----- EXERCISE DATA -----

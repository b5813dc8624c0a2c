use crate::db::models::{DbActivity, DbUser, NewActivity, NewUser};
use crate::db::schema::{POSTGRES_INIT, SQLITE_INIT};
use crate::error::TrackerError;
use chrono::{DateTime, NaiveDate, Utc};
use sqlx::any::{AnyPoolOptions, AnyRow};
use sqlx::{AnyPool, Row};
use std::time::Duration;
use tracing::{debug, info};

const DATE_FORMAT: &str = "%Y-%m-%d";

const USER_COLUMNS: &str =
    "id, email, password_hash, name, age, gender, is_active, created_at, last_login";
const ACTIVITY_COLUMNS: &str = "id, user_id, category, duration_minutes, notes, mood_rating, \
     photo_url, activity_date, created_at";

#[derive(Debug, Clone, Copy, PartialEq, Eq)]
pub enum Backend {
    Sqlite,
    Postgres,
}

impl Backend {
    pub fn from_url(database_url: &str) -> Result<Self, TrackerError> {
        let scheme = database_url
            .split_once(':')
            .map(|(scheme, _)| scheme.to_ascii_lowercase())
            .unwrap_or_default();
        match scheme.as_str() {
            "sqlite" => Ok(Backend::Sqlite),
            "postgres" | "postgresql" => Ok(Backend::Postgres),
            _ => Err(TrackerError::UnsupportedDatabase(scheme)),
        }
    }

    fn init_script(self) -> &'static str {
        match self {
            Backend::Sqlite => SQLITE_INIT,
            Backend::Postgres => POSTGRES_INIT,
        }
    }

    fn max_connections(self) -> u32 {
        match self {
            Backend::Sqlite => 4,
            Backend::Postgres => 10,
        }
    }
}

#[derive(Clone)]
pub struct TrackerStorage {
    pool: AnyPool,
    backend: Backend,
}

impl TrackerStorage {
    pub fn new(pool: AnyPool, backend: Backend) -> Self {
        Self { pool, backend }
    }

    /// Open a pool for `database_url` (sqlite or postgres) and create missing tables.
    pub async fn connect(database_url: &str) -> Result<Self, TrackerError> {
        let backend = Backend::from_url(database_url)?;
        sqlx::any::install_default_drivers();
        let pool = AnyPoolOptions::new()
            .max_connections(backend.max_connections())
            .acquire_timeout(Duration::from_secs(10))
            .connect(database_url)
            .await?;
        let storage = Self::new(pool, backend);
        storage.init_schema().await?;
        info!(backend = ?backend, "database ready");
        Ok(storage)
    }

    pub fn pool(&self) -> &AnyPool {
        &self.pool
    }

    /// Initialize the schema by executing the bundled DDL.
    pub async fn init_schema(&self) -> Result<(), TrackerError> {
        // one statement per query; the Any driver does not accept multi-statement strings
        for stmt in self.backend.init_script().split(';') {
            let s = strip_sql_comments(stmt);
            if s.is_empty() {
                continue;
            }
            sqlx::query(&s).execute(&self.pool).await?;
        }
        Ok(())
    }

    pub async fn ping(&self) -> Result<(), TrackerError> {
        sqlx::query("SELECT 1").execute(&self.pool).await?;
        Ok(())
    }

    pub async fn create_user(&self, user: NewUser) -> Result<DbUser, TrackerError> {
        let created_at = Utc::now();
        let sql = format!(
            "INSERT INTO users (email, password_hash, name, age, gender, is_active, created_at) \
             VALUES ($1, $2, $3, $4, $5, 1, $6) RETURNING {USER_COLUMNS}"
        );
        let row = sqlx::query(&sql)
            .bind(user.email)
            .bind(user.password_hash)
            .bind(user.name)
            .bind(user.age)
            .bind(user.gender)
            .bind(created_at.to_rfc3339())
            .fetch_one(&self.pool)
            .await
            .map_err(|e| match e {
                sqlx::Error::Database(ref db) if db.is_unique_violation() => {
                    TrackerError::EmailAlreadyRegistered
                }
                other => TrackerError::DatabaseError(other),
            })?;
        Self::row_to_user(row)
    }

    pub async fn find_user_by_email(&self, email: &str) -> Result<Option<DbUser>, TrackerError> {
        let sql = format!("SELECT {USER_COLUMNS} FROM users WHERE email = $1");
        let row = sqlx::query(&sql)
            .bind(email)
            .fetch_optional(&self.pool)
            .await?;
        row.map(Self::row_to_user).transpose()
    }

    pub async fn get_user(&self, id: i64) -> Result<Option<DbUser>, TrackerError> {
        let sql = format!("SELECT {USER_COLUMNS} FROM users WHERE id = $1");
        let row = sqlx::query(&sql)
            .bind(id)
            .fetch_optional(&self.pool)
            .await?;
        row.map(Self::row_to_user).transpose()
    }

    pub async fn touch_last_login(&self, id: i64, at: DateTime<Utc>) -> Result<(), TrackerError> {
        sqlx::query("UPDATE users SET last_login = $1 WHERE id = $2")
            .bind(at.to_rfc3339())
            .bind(id)
            .execute(&self.pool)
            .await?;
        Ok(())
    }

    pub async fn set_active(&self, id: i64, active: bool) -> Result<(), TrackerError> {
        let active_i: i64 = if active { 1 } else { 0 };
        sqlx::query("UPDATE users SET is_active = $1 WHERE id = $2")
            .bind(active_i)
            .bind(id)
            .execute(&self.pool)
            .await?;
        Ok(())
    }

    pub async fn insert_activity(
        &self,
        user_id: i64,
        activity: NewActivity,
    ) -> Result<DbActivity, TrackerError> {
        let sql = format!(
            "INSERT INTO activities (user_id, category, duration_minutes, notes, mood_rating, \
             photo_url, activity_date, created_at) \
             VALUES ($1, $2, $3, $4, $5, $6, $7, $8) RETURNING {ACTIVITY_COLUMNS}"
        );
        let row = sqlx::query(&sql)
            .bind(user_id)
            .bind(activity.category)
            .bind(activity.duration_minutes)
            .bind(activity.notes)
            .bind(activity.mood_rating)
            .bind(activity.photo_url)
            .bind(activity.activity_date.format(DATE_FORMAT).to_string())
            .bind(Utc::now().to_rfc3339())
            .fetch_one(&self.pool)
            .await?;
        let inserted = Self::row_to_activity(row)?;
        debug!(id = inserted.id, user_id, "activity stored");
        Ok(inserted)
    }

    /// Activities of one user, newest day first. `on` narrows to a single day.
    pub async fn list_activities(
        &self,
        user_id: i64,
        on: Option<NaiveDate>,
    ) -> Result<Vec<DbActivity>, TrackerError> {
        let rows = match on {
            Some(day) => {
                let sql = format!(
                    "SELECT {ACTIVITY_COLUMNS} FROM activities \
                     WHERE user_id = $1 AND activity_date = $2 \
                     ORDER BY activity_date DESC, id DESC"
                );
                sqlx::query(&sql)
                    .bind(user_id)
                    .bind(day.format(DATE_FORMAT).to_string())
                    .fetch_all(&self.pool)
                    .await?
            }
            None => {
                let sql = format!(
                    "SELECT {ACTIVITY_COLUMNS} FROM activities \
                     WHERE user_id = $1 ORDER BY activity_date DESC, id DESC"
                );
                sqlx::query(&sql)
                    .bind(user_id)
                    .fetch_all(&self.pool)
                    .await?
            }
        };
        rows.into_iter().map(Self::row_to_activity).collect()
    }

    fn row_to_user(row: AnyRow) -> Result<DbUser, TrackerError> {
        let id: i64 = row.try_get("id")?;
        let email: String = row.try_get("email")?;
        let password_hash: String = row.try_get("password_hash")?;
        let name: String = row.try_get("name")?;
        let age: Option<i64> = row.try_get("age")?;
        let gender: Option<String> = row.try_get("gender")?;
        let is_active_i: i64 = row.try_get("is_active")?;
        let created_at: Option<String> = row.try_get("created_at")?;
        let last_login: Option<String> = row.try_get("last_login")?;

        Ok(DbUser {
            id,
            email,
            password_hash,
            name,
            age,
            gender,
            is_active: is_active_i != 0,
            created_at: parse_timestamp(created_at)?,
            last_login: parse_timestamp(last_login)?,
        })
    }

    fn row_to_activity(row: AnyRow) -> Result<DbActivity, TrackerError> {
        let id: i64 = row.try_get("id")?;
        let user_id: i64 = row.try_get("user_id")?;
        let category: String = row.try_get("category")?;
        let duration_minutes: i64 = row.try_get("duration_minutes")?;
        let notes: Option<String> = row.try_get("notes")?;
        let mood_rating: Option<i64> = row.try_get("mood_rating")?;
        let photo_url: Option<String> = row.try_get("photo_url")?;
        let date_str: String = row.try_get("activity_date")?;
        let created_at: Option<String> = row.try_get("created_at")?;

        let activity_date = NaiveDate::parse_from_str(&date_str, DATE_FORMAT)
            .map_err(|e| sqlx::Error::Decode(Box::new(e)))?;

        Ok(DbActivity {
            id,
            user_id,
            category,
            duration_minutes,
            notes,
            mood_rating,
            photo_url,
            activity_date,
            created_at: parse_timestamp(created_at)?,
        })
    }
}

fn parse_timestamp(raw: Option<String>) -> Result<Option<DateTime<Utc>>, TrackerError> {
    let Some(raw) = raw else {
        return Ok(None);
    };
    let parsed = DateTime::parse_from_rfc3339(&raw)
        .map_err(|e| sqlx::Error::Decode(Box::new(e)))?
        .with_timezone(&Utc);
    Ok(Some(parsed))
}

fn strip_sql_comments(stmt: &str) -> String {
    stmt.lines()
        .map(|line| match line.find("--") {
            Some(idx) => &line[..idx],
            None => line,
        })
        .collect::<Vec<_>>()
        .join("\n")
        .trim()
        .to_string()
}

#[cfg(test)]
mod tests {
    use super::*;

    #[test]
    fn backend_is_chosen_by_scheme() {
        assert_eq!(Backend::from_url("sqlite://x.db?mode=rwc").unwrap(), Backend::Sqlite);
        assert_eq!(Backend::from_url("sqlite::memory:").unwrap(), Backend::Sqlite);
        assert_eq!(
            Backend::from_url("postgres://u:p@h/daily_tracker").unwrap(),
            Backend::Postgres
        );
        assert_eq!(
            Backend::from_url("postgresql://u:p@h/daily_tracker").unwrap(),
            Backend::Postgres
        );
        assert!(matches!(
            Backend::from_url("mysql+pymysql://root@localhost/daily_tracker"),
            Err(TrackerError::UnsupportedDatabase(_))
        ));
    }

    #[test]
    fn comments_are_removed_from_ddl() {
        let stmts: Vec<String> = SQLITE_INIT
            .split(';')
            .map(strip_sql_comments)
            .filter(|s| !s.is_empty())
            .collect();
        assert_eq!(stmts.len(), 4);
        assert!(stmts.iter().all(|s| !s.contains("--")));
    }
}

-----

— HOW TO COMPLETE THIS TASK —
In the entries above, count each line holding "gender" and report the total and nothing more.

— OUTPUT FOR THIS EXERCISE —
5